Data supplied: Begin

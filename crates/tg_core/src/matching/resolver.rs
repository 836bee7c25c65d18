use std::cmp::Ordering;
use std::fmt;
use std::hash::{Hash, Hasher};

use fxhash::{FxHashMap, FxHasher};
use serde::{Deserialize, Serialize};
use strsim::normalized_levenshtein;

use super::{nicknames, phonetic};

/// Confidence tier of a name match. Ordering is ascending, so `Exact`
/// compares greater than `High`.
#[derive(Debug, Clone, Copy, PartialEq, Eq, PartialOrd, Ord, Serialize, Deserialize)]
#[serde(rename_all = "lowercase")]
pub enum MatchConfidence {
    Low,
    Medium,
    High,
    Exact,
}

impl MatchConfidence {
    /// Accepted without surfacing anything beyond a cosmetic note.
    pub fn is_auto_accept(&self) -> bool {
        matches!(self, MatchConfidence::Exact | MatchConfidence::High)
    }

    /// Accepted, but the caller should surface a "please verify" warning.
    pub fn needs_review(&self) -> bool {
        matches!(self, MatchConfidence::Medium)
    }
}

impl fmt::Display for MatchConfidence {
    fn fmt(&self, f: &mut fmt::Formatter<'_>) -> fmt::Result {
        match self {
            MatchConfidence::Low => write!(f, "low"),
            MatchConfidence::Medium => write!(f, "medium"),
            MatchConfidence::High => write!(f, "high"),
            MatchConfidence::Exact => write!(f, "exact"),
        }
    }
}

/// Outcome of scoring one input against one candidate.
#[derive(Debug, Clone, PartialEq, Serialize, Deserialize)]
pub struct NameScore {
    pub score: f64,
    pub confidence: MatchConfidence,
    pub reason: String,
}

impl NameScore {
    fn none() -> Self {
        Self { score: 0.0, confidence: MatchConfidence::Low, reason: "no match".to_string() }
    }

    fn new(score: f64, confidence: MatchConfidence, reason: &str) -> Self {
        Self { score, confidence, reason: reason.to_string() }
    }
}

/// A scored candidate returned by [`NameResolver::resolve`].
#[derive(Debug, Clone, PartialEq, Serialize, Deserialize)]
pub struct NameMatch {
    pub candidate: String,
    pub score: f64,
    pub confidence: MatchConfidence,
    pub reason: String,
}

/// Lowercased, whitespace-collapsed form of a name.
pub fn normalize(name: &str) -> String {
    name.split_whitespace().map(str::to_lowercase).collect::<Vec<_>>().join(" ")
}

/// Normalized form with everything but letters and digits removed.
fn squash(name: &str) -> String {
    name.chars().filter(|c| c.is_alphanumeric()).flat_map(char::to_lowercase).collect()
}

fn initial(word: &str) -> String {
    word.chars().take(1).collect()
}

/// Score `input` against a single `candidate` name.
///
/// Checks run strongest-first: exact, concatenation, nickname. The weaker
/// signals (phonetic, edit distance, substring) can disagree with each
/// other, so the best of those wins rather than the first.
pub fn score_pair(input: &str, candidate: &str) -> NameScore {
    let input_n = normalize(input);
    let cand_n = normalize(candidate);
    if input_n.is_empty() || cand_n.is_empty() {
        return NameScore::none();
    }

    if input_n == cand_n {
        return NameScore::new(1.0, MatchConfidence::Exact, "exact match");
    }
    if let Some(hit) = concatenation_score(&input_n, &cand_n) {
        return hit;
    }
    if let Some(hit) = nickname_score(&input_n, &cand_n) {
        return hit;
    }

    let mut best = NameScore::none();

    let code_in = phonetic::soundex(&squash(&input_n));
    let code_cand = phonetic::soundex(&squash(&cand_n));
    if !code_in.is_empty() && code_in == code_cand {
        best = NameScore::new(0.7, MatchConfidence::Medium, "phonetic match");
    }

    let similarity = normalized_levenshtein(&input_n, &cand_n);
    if similarity >= 0.8 && similarity > best.score {
        best = NameScore::new(similarity, MatchConfidence::High, "close spelling");
    } else if similarity >= 0.6 && similarity > best.score {
        best = NameScore::new(similarity, MatchConfidence::Medium, "similar spelling");
    }

    let (shorter, longer) =
        if input_n.len() <= cand_n.len() { (&input_n, &cand_n) } else { (&cand_n, &input_n) };
    if longer.contains(shorter.as_str()) {
        let ratio = shorter.chars().count() as f64 / longer.chars().count() as f64;
        let score = ratio * 0.7;
        if ratio >= 0.5 && score > best.score {
            best = NameScore::new(score, MatchConfidence::Medium, "partial name");
        }
    }

    best
}

/// Handles requests written as one run-together word: "mikesmith",
/// "msmith", "mikes", including nickname variants of the first name.
fn concatenation_score(input_n: &str, cand_n: &str) -> Option<NameScore> {
    if input_n.contains(' ') {
        return None;
    }
    let words: Vec<&str> = cand_n.split(' ').collect();
    if words.len() < 2 {
        return None;
    }
    let key = squash(input_n);
    if key.is_empty() {
        return None;
    }

    let first = words[0];
    let last = words[words.len() - 1];
    let first_initial = initial(first);
    let last_initial = initial(last);

    let mut forms: Vec<String> = vec![
        words.concat(),
        format!("{first}{last_initial}"),
        format!("{first_initial}{last}"),
    ];
    for nick in nicknames::variants(first) {
        forms.push(format!("{nick}{last}"));
        forms.push(format!("{nick}{last_initial}"));
    }

    if forms.iter().any(|form| *form == key) {
        Some(NameScore::new(0.95, MatchConfidence::High, "concatenated name"))
    } else {
        None
    }
}

/// Bidirectional nickname lookup: "Mike Smith" vs "Michael Smith", or a
/// bare "Mike" against "Michael Smith".
fn nickname_score(input_n: &str, cand_n: &str) -> Option<NameScore> {
    let in_words: Vec<&str> = input_n.split(' ').collect();
    let cand_words: Vec<&str> = cand_n.split(' ').collect();

    let first_in = in_words[0];
    let first_cand = cand_words[0];
    if !nicknames::are_variants(first_in, first_cand) {
        return None;
    }

    // A differing surname on both sides rules the pair out.
    if in_words.len() > 1 && cand_words.len() > 1 {
        let last_in = in_words[in_words.len() - 1];
        let last_cand = cand_words[cand_words.len() - 1];
        if last_in != last_cand {
            return None;
        }
    } else if first_in == first_cand && in_words.len() == cand_words.len() {
        // Identical single tokens are the exact check's business.
        return None;
    }

    Some(NameScore::new(0.85, MatchConfidence::High, "nickname match"))
}

type CacheKey = (String, u64, u64);

/// Resolver with a per-instance cache.
///
/// The same lookups repeat across players (every roster member resolves
/// against nearly the same candidate set), so results are cached by
/// (normalized input, candidate-set hash, threshold bits).
#[derive(Debug, Default)]
pub struct NameResolver {
    cache: FxHashMap<CacheKey, Vec<NameMatch>>,
}

impl NameResolver {
    pub fn new() -> Self {
        Self { cache: FxHashMap::default() }
    }

    /// Candidates scoring at or above `threshold`, best first.
    pub fn resolve(&mut self, input: &str, candidates: &[String], threshold: f64) -> Vec<NameMatch> {
        let key = (normalize(input), candidate_set_hash(candidates), threshold.to_bits());
        if let Some(hit) = self.cache.get(&key) {
            return hit.clone();
        }

        let mut matches: Vec<NameMatch> = candidates
            .iter()
            .map(|candidate| {
                let scored = score_pair(input, candidate);
                NameMatch {
                    candidate: candidate.clone(),
                    score: scored.score,
                    confidence: scored.confidence,
                    reason: scored.reason,
                }
            })
            .filter(|m| m.score >= threshold)
            .collect();
        sort_matches(&mut matches);

        self.cache.insert(key, matches.clone());
        matches
    }

    /// Best candidate at or above `threshold`, if any.
    pub fn best(&mut self, input: &str, candidates: &[String], threshold: f64) -> Option<NameMatch> {
        self.resolve(input, candidates, threshold).into_iter().next()
    }

    /// Scored candidates below any acceptance bar, for surfacing as
    /// suggestions only. Never auto-applied.
    pub fn suggestions(&mut self, input: &str, candidates: &[String], limit: usize) -> Vec<NameMatch> {
        let mut matches: Vec<NameMatch> = candidates
            .iter()
            .map(|candidate| {
                let scored = score_pair(input, candidate);
                NameMatch {
                    candidate: candidate.clone(),
                    score: scored.score,
                    confidence: scored.confidence,
                    reason: scored.reason,
                }
            })
            .filter(|m| m.score > 0.0)
            .collect();
        sort_matches(&mut matches);
        matches.truncate(limit);
        matches
    }
}

fn sort_matches(matches: &mut [NameMatch]) {
    matches.sort_by(|a, b| {
        b.score
            .partial_cmp(&a.score)
            .unwrap_or(Ordering::Equal)
            .then_with(|| a.candidate.cmp(&b.candidate))
    });
}

fn candidate_set_hash(candidates: &[String]) -> u64 {
    let mut hasher = FxHasher::default();
    for candidate in candidates {
        candidate.hash(&mut hasher);
    }
    hasher.finish()
}
//! Simplified Soundex codes for phonetic name comparison.

/// Four-character simplified Soundex code of `name`.
///
/// Returns an empty string when the input carries no ASCII letters, so a
/// pair of empty codes never counts as a phonetic match.
pub fn soundex(name: &str) -> String {
    let letters: Vec<char> = name
        .chars()
        .filter(|c| c.is_ascii_alphabetic())
        .map(|c| c.to_ascii_lowercase())
        .collect();

    let Some(&first) = letters.first() else {
        return String::new();
    };

    let mut code = String::new();
    code.push(first.to_ascii_uppercase());

    let mut last_digit = digit_for(first);
    for &c in &letters[1..] {
        let digit = digit_for(c);
        match digit {
            Some(d) => {
                if last_digit != Some(d) {
                    code.push(d);
                }
                last_digit = Some(d);
            }
            None => {
                // 'h' and 'w' are transparent in classic Soundex; this
                // simplified variant resets on every non-coded letter.
                last_digit = None;
            }
        }
        if code.len() == 4 {
            return code;
        }
    }

    while code.len() < 4 {
        code.push('0');
    }
    code
}

fn digit_for(c: char) -> Option<char> {
    match c {
        'b' | 'f' | 'p' | 'v' => Some('1'),
        'c' | 'g' | 'j' | 'k' | 'q' | 's' | 'x' | 'z' => Some('2'),
        'd' | 't' => Some('3'),
        'l' => Some('4'),
        'm' | 'n' => Some('5'),
        'r' => Some('6'),
        _ => None,
    }
}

Data supplied: End

## Try it
Search the entries for the string "push" and return each line where it turns up.

## Expected answer
        forms.push(format!("{nick}{last}"));
        forms.push(format!("{nick}{last_initial}"));
    code.push(first.to_ascii_uppercase());
                    code.push(d);
        code.push('0');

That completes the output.